Currently, oil companies add gypsum, a soft calcium sulfate mineral, to the tailings to help speed up reclamation. That approach has shortened the process of cleaning up tailings ponds by about 10 years, to 30 years or so. Other approaches include pumping CO2 into the silt to form solid carbonates that permanently trap CO2 along with the tailings. But with these alternatives, the sheer volume of tailings to manage still presents a challenge.
“The breakthrough with Suncor’s TRO strategy is that you can scale it up,” Davies says. The polymer-based process can potentially reduce the time for cleaning up tailings ponds to less than 10 years.
The polymer, which Suncor declines to name, is added to a tailings pond and then the thickened material is pumped onto sand. The water evaporates within a few weeks, and the dried material can be scooped up and used as fill at mine reclamation sites.
Suncor is spending several hundred million dollars this year to ramp up implementation, Davies says, and the company is confident enough in the process that it has suspended plans to build new tailings ponds. If it works out, each mining site in the future will need only a single, smaller tailings pond that will serve primarily as a reservoir for recycling water.

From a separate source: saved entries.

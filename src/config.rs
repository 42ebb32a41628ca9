//! Configuration types for the OCR-to-Markdown pipeline.
//!
//! All pipeline behaviour is controlled through [`PipelineConfig`], built via
//! its [`PipelineConfigBuilder`]. The library never reads process-level
//! settings on its own; the CLI (or any embedding application) maps its own
//! flags and environment onto the builder.

use crate::error::OcrMdError;
use crate::progress::ProgressSink;
use edgequake_llm::LLMProvider;
use std::fmt;
use std::path::PathBuf;
use std::sync::Arc;

/// Configuration for processing one or more documents.
///
/// Built via [`PipelineConfig::builder()`] or using
/// [`PipelineConfig::default()`].
///
/// # Example
/// ```rust
/// use pdf_ocr_md::PipelineConfig;
///
/// let config = PipelineConfig::builder()
///     .dpi(180)
///     .workers(4)
///     .native_fast_path(true)
///     .build()
///     .unwrap();
/// ```
#[derive(Clone)]
pub struct PipelineConfig {
    /// Rendering DPI for page images sent to the vision model. Range: 72–400. Default: 180.
    ///
    /// Converted to an integer pdfium scale factor (`max(1, round(dpi / 72))`,
    /// halves to even), so 180 DPI renders at 2× the page's point size.
    pub dpi: u32,

    /// Maximum rendered image dimension (width or height) in pixels. Default: 4000.
    ///
    /// Caps huge pages (posters, A0 drawings) independent of the scale factor.
    pub max_rendered_pixels: u32,

    /// Upper bound on concurrent vision-OCR calls per document. Default: 2.
    ///
    /// A cap, not a promise: a document with fewer queued pages never opens
    /// more calls than it has pages. `1` processes pages strictly in order.
    pub workers: usize,

    /// Minimum compact native-text length considered usable. Default: 80.
    ///
    /// Below this the classifier reports `weak_native_text`, and the native
    /// text is not sent to the OCR model as context.
    pub min_native_chars: usize,

    /// Consult the trigger classifier and skip OCR on pages whose native text
    /// suffices. Default: false (every page goes through vision OCR).
    pub native_fast_path: bool,

    /// Skip the aggregate-cleanup call and use the deterministic aggregate. Default: false.
    pub skip_aggregate_cleanup: bool,

    /// LLM model identifier, e.g. "llama3.2-vision", "gpt-4.1-mini".
    /// If None, uses the provider default.
    pub model: Option<String>,

    /// LLM provider name (e.g. "ollama", "lmstudio", "openai").
    /// If None along with `provider`, the provider is auto-detected.
    pub provider_name: Option<String>,

    /// Pre-constructed LLM provider. Takes precedence over `provider_name`.
    pub provider: Option<Arc<dyn LLMProvider>>,

    /// Sampling temperature for OCR calls. Default: 0.0.
    pub temperature: f32,

    /// Sampling temperature for the aggregate-cleanup call. Default: 0.1.
    pub aggregate_temperature: f32,

    /// Maximum tokens the model may generate per call. Default: 4096.
    pub max_tokens: usize,

    /// Per-call timeout for OCR and aggregate calls, in seconds. Default: 240.
    ///
    /// Local vision models on CPU can take minutes per page; the default is
    /// generous on purpose.
    pub api_timeout_secs: u64,

    /// PDF user password for encrypted documents.
    pub password: Option<String>,

    /// Download timeout for URL inputs in seconds. Default: 120.
    pub download_timeout_secs: u64,

    /// Directory for generated Markdown. None writes next to the source.
    pub output_dir: Option<PathBuf>,

    /// Directory successful sources are moved into. None leaves them in place.
    pub processed_dir: Option<PathBuf>,

    /// Extract pages and report counts without calling any model or writing files.
    pub dry_run: bool,

    /// Optional progress sink.
    pub progress: Option<ProgressSink>,
}

impl Default for PipelineConfig {
    fn default() -> Self {
        Self {
            dpi: 180,
            max_rendered_pixels: 4000,
            workers: 2,
            min_native_chars: 80,
            native_fast_path: false,
            skip_aggregate_cleanup: false,
            model: None,
            provider_name: None,
            provider: None,
            temperature: 0.0,
            aggregate_temperature: 0.1,
            max_tokens: 4096,
            api_timeout_secs: 240,
            password: None,
            download_timeout_secs: 120,
            output_dir: None,
            processed_dir: None,
            dry_run: false,
            progress: None,
        }
    }
}

impl fmt::Debug for PipelineConfig {
    fn fmt(&self, f: &mut fmt::Formatter<'_>) -> fmt::Result {
        f.debug_struct("PipelineConfig")
            .field("dpi", &self.dpi)
            .field("max_rendered_pixels", &self.max_rendered_pixels)
            .field("workers", &self.workers)
            .field("min_native_chars", &self.min_native_chars)
            .field("native_fast_path", &self.native_fast_path)
            .field("skip_aggregate_cleanup", &self.skip_aggregate_cleanup)
            .field("model", &self.model)
            .field("provider_name", &self.provider_name)
            .field("provider", &self.provider.as_ref().map(|_| "<dyn LLMProvider>"))
            .field("temperature", &self.temperature)
            .field("max_tokens", &self.max_tokens)
            .field("api_timeout_secs", &self.api_timeout_secs)
            .field("output_dir", &self.output_dir)
            .field("processed_dir", &self.processed_dir)
            .field("dry_run", &self.dry_run)
            .finish()
    }
}

impl PipelineConfig {
    /// Create a new builder for `PipelineConfig`.
    pub fn builder() -> PipelineConfigBuilder {
        PipelineConfigBuilder {
            config: Self::default(),
        }
    }
}

/// Builder for [`PipelineConfig`].
pub struct PipelineConfigBuilder {
    config: PipelineConfig,
}

impl fmt::Debug for PipelineConfigBuilder {
    fn fmt(&self, f: &mut fmt::Formatter<'_>) -> fmt::Result {
        f.debug_struct("PipelineConfigBuilder")
            .field("config", &self.config)
            .finish()
    }
}

impl PipelineConfigBuilder {
    pub fn dpi(mut self, dpi: u32) -> Self {
        self.config.dpi = dpi.clamp(72, 400);
        self
    }

    pub fn max_rendered_pixels(mut self, px: u32) -> Self {
        self.config.max_rendered_pixels = px.max(100);
        self
    }

    pub fn workers(mut self, n: usize) -> Self {
        self.config.workers = n.max(1);
        self
    }

    pub fn min_native_chars(mut self, n: usize) -> Self {
        self.config.min_native_chars = n;
        self
    }

    pub fn native_fast_path(mut self, v: bool) -> Self {
        self.config.native_fast_path = v;
        self
    }

    pub fn skip_aggregate_cleanup(mut self, v: bool) -> Self {
        self.config.skip_aggregate_cleanup = v;
        self
    }

    pub fn model(mut self, model: impl Into<String>) -> Self {
        self.config.model = Some(model.into());
        self
    }

    pub fn provider_name(mut self, name: impl Into<String>) -> Self {
        self.config.provider_name = Some(name.into());
        self
    }

    pub fn provider(mut self, provider: Arc<dyn LLMProvider>) -> Self {
        self.config.provider = Some(provider);
        self
    }

    pub fn temperature(mut self, t: f32) -> Self {
        self.config.temperature = t.clamp(0.0, 2.0);
        self
    }

    pub fn aggregate_temperature(mut self, t: f32) -> Self {
        self.config.aggregate_temperature = t.clamp(0.0, 2.0);
        self
    }

    pub fn max_tokens(mut self, n: usize) -> Self {
        self.config.max_tokens = n;
        self
    }

    pub fn api_timeout_secs(mut self, secs: u64) -> Self {
        self.config.api_timeout_secs = secs;
        self
    }

    pub fn password(mut self, pwd: impl Into<String>) -> Self {
        self.config.password = Some(pwd.into());
        self
    }

    pub fn download_timeout_secs(mut self, secs: u64) -> Self {
        self.config.download_timeout_secs = secs;
        self
    }

    pub fn output_dir(mut self, dir: impl Into<PathBuf>) -> Self {
        self.config.output_dir = Some(dir.into());
        self
    }

    pub fn processed_dir(mut self, dir: impl Into<PathBuf>) -> Self {
        self.config.processed_dir = Some(dir.into());
        self
    }

    pub fn dry_run(mut self, v: bool) -> Self {
        self.config.dry_run = v;
        self
    }

    pub fn progress(mut self, sink: ProgressSink) -> Self {
        self.config.progress = Some(sink);
        self
    }

    /// Build the configuration, validating constraints.
    pub fn build(self) -> Result<PipelineConfig, OcrMdError> {
        let c = &self.config;
        if c.dpi < 72 || c.dpi > 400 {
            return Err(OcrMdError::InvalidConfig(format!(
                "DPI must be 72–400, got {}",
                c.dpi
            )));
        }
        if c.workers == 0 {
            return Err(OcrMdError::InvalidConfig("Workers must be ≥ 1".into()));
        }
        if c.api_timeout_secs == 0 {
            return Err(OcrMdError::InvalidConfig(
                "API timeout must be at least 1 second".into(),
            ));
        }
        Ok(self.config)
    }
}

#[cfg(test)]
mod tests {
    use super::*;

    #[test]
    fn defaults_match_cli_defaults() {
        let c = PipelineConfig::default();
        assert_eq!(c.dpi, 180);
        assert_eq!(c.workers, 2);
        assert_eq!(c.min_native_chars, 80);
        assert!(!c.native_fast_path);
        assert!(!c.skip_aggregate_cleanup);
        assert_eq!(c.api_timeout_secs, 240);
    }

    #[test]
    fn builder_clamps_values() {
        let c = PipelineConfig::builder()
            .dpi(1000)
            .workers(0)
            .temperature(5.0)
            .build()
            .expect("clamped values are valid");
        assert_eq!(c.dpi, 400);
        assert_eq!(c.workers, 1);
        assert_eq!(c.temperature, 2.0);
    }

    #[test]
    fn zero_timeout_is_rejected() {
        let err = PipelineConfig::builder()
            .api_timeout_secs(0)
            .build()
            .unwrap_err();
        assert!(matches!(err, OcrMdError::InvalidConfig(_)));
    }

    #[test]
    fn debug_hides_provider() {
        let c = PipelineConfig::default();
        let dbg = format!("{c:?}");
        assert!(dbg.contains("PipelineConfig"));
        assert!(dbg.contains("provider: None"));
    }
}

For the future, other process technologies are lining up to help reduce water and energy costs associated with oil sands processing. In one example, Sarah A. Brough and Sean McGradyof the University of New Brunswick and coworkers have developed a one-step, low-temperature supercritical fluid process to extract and upgrade bitumen from oil sands.
In an initial report last year, McGrady’s group used CO2/H2 mixtures with heterogeneous rhodium, ruthenium, and cobalt hydrogenation catalysts to process small samples of Alberta oil sands. The researchers extracted the bitumen and produced crude oil containing low levels of sulfur and heavy-metal impurities (Chem. Commun., DOI: 10.1039/c0cc00417K). The team has more recently used pentane or hexane as the supercritical medium with industrial CoMoNi petroleum-refining catalysts.

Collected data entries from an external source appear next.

//! Per-document page-analysis store.
//!
//! Every path that produces a page analysis (fast path, first OCR pass,
//! retry, fallback) ends in [`PageAnalysisStore::finalize`]. It is the only
//! place progress is signalled, and it signals each kind at most once per
//! page.
//!
//! The store is owned by a single coordinator. Concurrent OCR calls hand
//! their results back to that owner (see [`crate::pipeline::dispatch`]), and
//! `finalize` takes `&mut self`, so the "already finalized" checks cannot race.

use crate::output::PageAnalysis;
use crate::progress::{NoopProgress, ProgressSink};
use std::collections::{BTreeMap, HashSet};
use std::sync::Arc;

/// Which progress signals a `finalize` call emitted.
#[derive(Debug, Clone, Copy, PartialEq, Eq, Default)]
pub struct FinalizeEffect {
    /// First time this page was finalized on any path.
    pub page_advanced: bool,
    /// First time this page was finalized from the OCR queue.
    pub ocr_advanced: bool,
}

/// Holds the analyses of one document, keyed by page number.
pub struct PageAnalysisStore {
    document: String,
    analyses: BTreeMap<usize, PageAnalysis>,
    finalized_all: HashSet<usize>,
    finalized_ocr: HashSet<usize>,
    progress: ProgressSink,
}

impl PageAnalysisStore {
    pub fn new(document: impl Into<String>, progress: Option<ProgressSink>) -> Self {
        Self {
            document: document.into(),
            analyses: BTreeMap::new(),
            finalized_all: HashSet::new(),
            finalized_ocr: HashSet::new(),
            progress: progress.unwrap_or_else(|| Arc::new(NoopProgress)),
        }
    }

    /// Record `analysis` for `page_number` and signal progress once per kind.
    ///
    /// The analysis itself is overwritten on a repeated call; callers that
    /// must not replace an existing result check [`Self::contains`] first.
    pub fn finalize(&mut self, page_number: usize, analysis: PageAnalysis, from_ocr: bool) -> FinalizeEffect {
        self.analyses.insert(page_number, analysis);

        let mut effect = FinalizeEffect::default();
        if self.finalized_all.insert(page_number) {
            self.progress.advance_document_pages(&self.document);
            self.progress.advance_global_pages();
            effect.page_advanced = true;
        }
        if from_ocr && self.finalized_ocr.insert(page_number) {
            self.progress.advance_document_ocr(&self.document);
            effect.ocr_advanced = true;
        }
        effect
    }

    pub fn contains(&self, page_number: usize) -> bool {
        self.analyses.contains_key(&page_number)
    }

    pub fn get(&self, page_number: usize) -> Option<&PageAnalysis> {
        self.analyses.get(&page_number)
    }

    pub fn len(&self) -> usize {
        self.analyses.len()
    }

    pub fn is_empty(&self) -> bool {
        self.analyses.is_empty()
    }

    /// Pages finalized on any path.
    pub fn finalized_count(&self) -> usize {
        self.finalized_all.len()
    }

    /// Pages finalized from the OCR queue.
    pub fn ocr_finalized_count(&self) -> usize {
        self.finalized_ocr.len()
    }

    pub fn document(&self) -> &str {
        &self.document
    }

    /// Page numbers currently stored, ascending.
    pub fn page_numbers(&self) -> Vec<usize> {
        self.analyses.keys().copied().collect()
    }

    /// Consume the store, yielding analyses in ascending page order.
    pub fn into_ordered(self) -> Vec<PageAnalysis> {
        self.analyses.into_values().collect()
    }
}

#[cfg(test)]
mod tests {
    use super::*;
    use crate::progress::PipelineProgress;
    use std::sync::atomic::{AtomicUsize, Ordering};

    #[derive(Default)]
    struct Counting {
        pages: AtomicUsize,
        ocr: AtomicUsize,
        global: AtomicUsize,
    }

    impl PipelineProgress for Counting {
        fn advance_document_pages(&self, _document: &str) {
            self.pages.fetch_add(1, Ordering::SeqCst);
        }
        fn advance_document_ocr(&self, _document: &str) {
            self.ocr.fetch_add(1, Ordering::SeqCst);
        }
        fn advance_global_pages(&self) {
            self.global.fetch_add(1, Ordering::SeqCst);
        }
    }

    fn store_with(counter: &Arc<Counting>) -> PageAnalysisStore {
        PageAnalysisStore::new("deck.pdf", Some(Arc::clone(counter) as ProgressSink))
    }

    #[test]
    fn repeated_ocr_finalize_signals_once() {
        let counter = Arc::new(Counting::default());
        let mut store = store_with(&counter);

        let first = store.finalize(2, PageAnalysis::text_only(2, "a"), true);
        let second = store.finalize(2, PageAnalysis::text_only(2, "a"), true);

        assert_eq!(first, FinalizeEffect { page_advanced: true, ocr_advanced: true });
        assert_eq!(second, FinalizeEffect::default());
        assert_eq!(counter.ocr.load(Ordering::SeqCst), 1);
        assert_eq!(counter.pages.load(Ordering::SeqCst), 1);
        assert_eq!(counter.global.load(Ordering::SeqCst), 1);
    }

    #[test]
    fn fast_path_then_ocr_signals_each_kind_once() {
        let counter = Arc::new(Counting::default());
        let mut store = store_with(&counter);

        store.finalize(1, PageAnalysis::text_only(1, "native"), false);
        let effect = store.finalize(1, PageAnalysis::text_only(1, "ocr"), true);

        assert!(!effect.page_advanced);
        assert!(effect.ocr_advanced);
        assert_eq!(counter.pages.load(Ordering::SeqCst), 1);
        assert_eq!(counter.ocr.load(Ordering::SeqCst), 1);
        assert_eq!(store.finalized_count(), 1);
        assert_eq!(store.ocr_finalized_count(), 1);
    }

    #[test]
    fn last_writer_wins() {
        let mut store = PageAnalysisStore::new("deck.pdf", None);
        store.finalize(1, PageAnalysis::text_only(1, "old"), false);
        store.finalize(1, PageAnalysis::text_only(1, "new"), false);
        assert_eq!(store.len(), 1);
        assert_eq!(store.get(1).unwrap().retranscribed_text, "new");
    }

    #[test]
    fn into_ordered_sorts_by_page() {
        let mut store = PageAnalysisStore::new("deck.pdf", None);
        for page in [3, 1, 2] {
            store.finalize(page, PageAnalysis::text_only(page, format!("p{page}")), true);
        }
        assert_eq!(store.page_numbers(), vec![1, 2, 3]);
        let pages: Vec<usize> = store.into_ordered().iter().map(|p| p.page_number).collect();
        assert_eq!(pages, vec![1, 2, 3]);
    }

    #[test]
    fn empty_store() {
        let store = PageAnalysisStore::new("empty.pdf", None);
        assert!(store.is_empty());
        assert_eq!(store.document(), "empty.pdf");
        assert!(!store.contains(1));
    }
}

Supercritical fluid extraction of oil sands was proposed in the 1970s, McGrady notes, and hydrogenation of organic substrates in supercritical fluids has been practiced since the 1990s. But his team’s work is the first example of marrying the two processes in a single operation, he says.
The process saves a lot in energy costs because it can run at low temperature. And it’s potentially a lot cheaper than existing bitumen upgrading because it reduces hydrogen consumption, which is the most costly part of refining, McGrady says. For now, his group is looking for a business partner to commercialize the supercritical fluid process for upgrading bitumen.
Because the industry has invested so much money in the SAGD process, McGrady expects little commercial interest just now in scaling up supercritical fluid processing to extract oil sands. “That is not to say that one day this dual, nonwater process wouldn’t be attractive to oil companies,” he says. “But we have to keep in mind that the scale at which any process involving oil sands will need to operate is mind-boggling.”